• REQUIRED WORK: Task for the records below: count the lines that contain the word "link" and give only that number.

---------------

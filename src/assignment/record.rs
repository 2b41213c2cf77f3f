use chrono::NaiveDate;

#[derive(Debug, Clone, PartialEq, Eq)]
pub struct AssignmentStub {
    pub date: String,
    pub title: String,
    pub link: String,
}

#[derive(Debug, Clone, PartialEq, Eq)]
pub struct Assignment {
    pub date: String,
    pub title: String,
    pub link: String,
    pub description: String,
    pub course: String,
    pub completed: bool,
}

impl AssignmentStub {
    pub fn into_assignment(self, description: String, course: String, completed: bool) -> Assignment {
        Assignment {
            date: self.date,
            title: self.title,
            link: self.link,
            description,
            course,
            completed,
        }
    }
}

impl Assignment {
    pub fn due_date(&self) -> Result<NaiveDate, chrono::ParseError> {
        NaiveDate::parse_from_str(&self.date, "%Y-%m-%d")
    }

    pub fn summary(&self) -> String {
        format!("{} - {}", self.course, self.title)
    }
}

#[cfg(test)]
mod tests {
    use super::*;

    fn create_assignment(date: &str) -> Assignment {
        AssignmentStub {
            date: date.to_string(),
            title: "第3回レポート".to_string(),
            link: "https://lms.example.ac.jp/calendar/event.php?id=1".to_string(),
        }
        .into_assignment("本文".to_string(), "情報工学概論".to_string(), false)
    }

    #[test]
    fn summary_joins_course_and_title() {
        let assignment = create_assignment("2024-06-15");
        assert_eq!(assignment.summary(), "情報工学概論 - 第3回レポート");
    }

    #[test]
    fn due_date_accepts_unpadded_month_and_day() {
        let assignment = create_assignment("2024-6-5");
        assert_eq!(
            assignment.due_date().unwrap(),
            NaiveDate::from_ymd_opt(2024, 6, 5).unwrap()
        );
    }

    #[test]
    fn due_date_rejects_garbage() {
        let assignment = create_assignment("2024-13-40");
        assert!(assignment.due_date().is_err());
    }

    #[test]
    fn into_assignment_keeps_stub_fields() {
        let assignment = create_assignment("2024-06-15");

        assert_eq!(assignment.date, "2024-06-15");
        assert_eq!(assignment.course, "情報工学概論");
        assert!(!assignment.completed);
    }
}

---------------

• EXERCISE OUTPUT: 4